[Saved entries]
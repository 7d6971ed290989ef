// Host-side tests for the gallery scroll pan.
// The main crate is wasm-only, so we include the pure-Rust modules directly.

#![allow(dead_code)]
mod core {
    pub mod constants {
        include!("../src/core/constants.rs");
    }
    pub mod pan {
        include!("../src/core/pan.rs");
    }
}

use crate::core::constants::*;
use crate::core::pan::ScrollPan;

fn approx(a: f32, b: f32, eps: f32) -> bool {
    (a - b).abs() <= eps
}

#[test]
fn starts_at_rest() {
    let mut pan = ScrollPan::new();
    assert_eq!(pan.step(), 0.0);
    assert_eq!(pan.velocity, 0.0);
}

#[test]
fn wheel_adds_scaled_impulse() {
    let mut pan = ScrollPan::new();
    pan.on_wheel(100.0);
    assert!(approx(pan.velocity, 100.0 * WHEEL_IMPULSE_SCALE, 1e-7));
    pan.on_wheel(100.0);
    assert!(approx(pan.velocity, 200.0 * WHEEL_IMPULSE_SCALE, 1e-7));
    pan.on_wheel(-300.0);
    assert!(approx(pan.velocity, -100.0 * WHEEL_IMPULSE_SCALE, 1e-7));
}

#[test]
fn ten_frames_after_one_tick() {
    let mut pan = ScrollPan::new();
    pan.on_wheel(100.0);
    let mut x = 0.0;
    for _ in 0..10 {
        x = pan.step();
    }
    // 0.09 * (1 - 0.9^10) / 0.1 and 0.09 * 0.9^10
    assert!(approx(x, 0.586_19, 1e-4), "x = {}", x);
    assert!(approx(pan.velocity, 0.031_381, 1e-5), "v = {}", pan.velocity);
}

#[test]
fn position_is_partial_geometric_sum() {
    let mut pan = ScrollPan::new();
    pan.on_wheel(40.0);
    let v0 = pan.velocity;
    for n in 1..=30 {
        let x = pan.step();
        let expected = v0 * (1.0 - PAN_DECAY_PER_FRAME.powi(n)) / (1.0 - PAN_DECAY_PER_FRAME);
        assert!(approx(x, expected, 1e-5), "frame {}: {} vs {}", n, x, expected);
    }
}

#[test]
fn settles_at_total_travel() {
    let mut pan = ScrollPan::new();
    pan.on_wheel(100.0);
    for _ in 0..500 {
        pan.step();
    }
    assert!(approx(pan.position, 0.9, 1e-4));
    assert!(pan.velocity.abs() < 1e-9);
}

#[test]
fn large_delta_is_not_clamped() {
    let mut pan = ScrollPan::new();
    pan.on_wheel(1.0e6);
    assert!(approx(pan.velocity, 900.0, 1e-2));
    assert!(pan.step() > 800.0);
}

#[test]
fn seat_keeps_velocity() {
    let mut pan = ScrollPan::new();
    pan.on_wheel(100.0);
    pan.seat(-4.0);
    assert_eq!(pan.position, -4.0);
    let x = pan.step();
    assert!(approx(x, -4.0 + 0.09, 1e-6));
}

■ **Requirement**:
Looking at the records above, how many lines have the word "constants" in them? State the number only.

■ **Reply to the task**:
3